- _What to produce_: Go through the records below and return each line that has "derive" in it.

- _Task input_:

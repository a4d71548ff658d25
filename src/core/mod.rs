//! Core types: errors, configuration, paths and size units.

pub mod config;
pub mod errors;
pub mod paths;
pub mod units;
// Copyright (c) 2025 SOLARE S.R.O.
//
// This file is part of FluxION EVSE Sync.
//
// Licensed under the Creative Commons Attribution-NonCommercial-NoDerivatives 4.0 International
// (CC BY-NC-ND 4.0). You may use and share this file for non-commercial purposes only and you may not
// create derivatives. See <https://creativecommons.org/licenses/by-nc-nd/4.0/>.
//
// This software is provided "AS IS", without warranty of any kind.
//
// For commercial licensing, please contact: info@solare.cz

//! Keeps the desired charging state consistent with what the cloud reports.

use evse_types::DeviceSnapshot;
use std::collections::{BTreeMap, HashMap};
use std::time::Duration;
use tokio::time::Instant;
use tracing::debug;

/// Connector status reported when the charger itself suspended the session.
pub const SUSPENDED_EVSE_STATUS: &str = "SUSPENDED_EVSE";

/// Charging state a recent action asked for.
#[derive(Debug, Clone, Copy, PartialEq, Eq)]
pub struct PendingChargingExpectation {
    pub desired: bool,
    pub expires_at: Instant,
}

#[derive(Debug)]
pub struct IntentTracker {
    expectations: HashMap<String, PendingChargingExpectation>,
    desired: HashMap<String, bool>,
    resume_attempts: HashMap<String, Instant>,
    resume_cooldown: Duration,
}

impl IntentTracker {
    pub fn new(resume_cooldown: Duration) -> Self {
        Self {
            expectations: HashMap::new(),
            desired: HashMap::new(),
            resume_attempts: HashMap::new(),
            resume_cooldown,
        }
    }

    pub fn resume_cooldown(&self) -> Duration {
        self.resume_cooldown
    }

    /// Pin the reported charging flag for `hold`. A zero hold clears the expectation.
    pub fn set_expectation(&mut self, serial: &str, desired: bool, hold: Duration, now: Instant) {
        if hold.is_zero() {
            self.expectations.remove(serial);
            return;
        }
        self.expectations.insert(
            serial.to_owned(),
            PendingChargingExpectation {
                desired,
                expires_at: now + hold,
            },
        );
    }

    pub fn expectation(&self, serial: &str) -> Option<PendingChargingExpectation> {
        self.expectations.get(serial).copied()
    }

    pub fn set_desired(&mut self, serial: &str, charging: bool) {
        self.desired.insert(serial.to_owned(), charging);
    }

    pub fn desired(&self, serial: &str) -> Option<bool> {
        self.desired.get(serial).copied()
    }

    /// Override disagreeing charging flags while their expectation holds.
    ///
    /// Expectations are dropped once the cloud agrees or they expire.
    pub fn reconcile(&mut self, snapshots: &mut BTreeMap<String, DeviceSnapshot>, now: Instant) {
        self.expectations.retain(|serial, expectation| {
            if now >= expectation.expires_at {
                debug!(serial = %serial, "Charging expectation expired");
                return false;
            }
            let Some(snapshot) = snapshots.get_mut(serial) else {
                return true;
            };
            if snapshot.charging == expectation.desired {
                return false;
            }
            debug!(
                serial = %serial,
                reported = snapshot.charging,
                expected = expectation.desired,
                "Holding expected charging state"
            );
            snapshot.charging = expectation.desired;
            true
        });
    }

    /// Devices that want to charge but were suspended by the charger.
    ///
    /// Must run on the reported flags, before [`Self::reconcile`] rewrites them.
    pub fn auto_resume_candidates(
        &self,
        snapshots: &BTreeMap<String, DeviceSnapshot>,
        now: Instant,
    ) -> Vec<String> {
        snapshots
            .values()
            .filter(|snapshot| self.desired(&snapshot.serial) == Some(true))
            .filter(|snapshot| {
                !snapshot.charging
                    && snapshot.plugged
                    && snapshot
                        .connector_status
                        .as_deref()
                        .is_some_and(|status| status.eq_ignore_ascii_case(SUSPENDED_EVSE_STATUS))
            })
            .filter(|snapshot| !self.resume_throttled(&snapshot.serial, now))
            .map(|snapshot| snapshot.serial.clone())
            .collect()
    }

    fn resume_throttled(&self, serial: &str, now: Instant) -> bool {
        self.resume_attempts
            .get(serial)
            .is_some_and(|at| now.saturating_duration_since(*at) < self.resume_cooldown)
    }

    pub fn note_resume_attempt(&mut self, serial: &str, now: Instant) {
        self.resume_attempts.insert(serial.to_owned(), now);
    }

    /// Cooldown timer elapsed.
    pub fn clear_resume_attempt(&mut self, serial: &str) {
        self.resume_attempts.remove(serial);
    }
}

- _Task output_:
#[derive(Debug, Clone, Copy, PartialEq, Eq)]
#[derive(Debug)]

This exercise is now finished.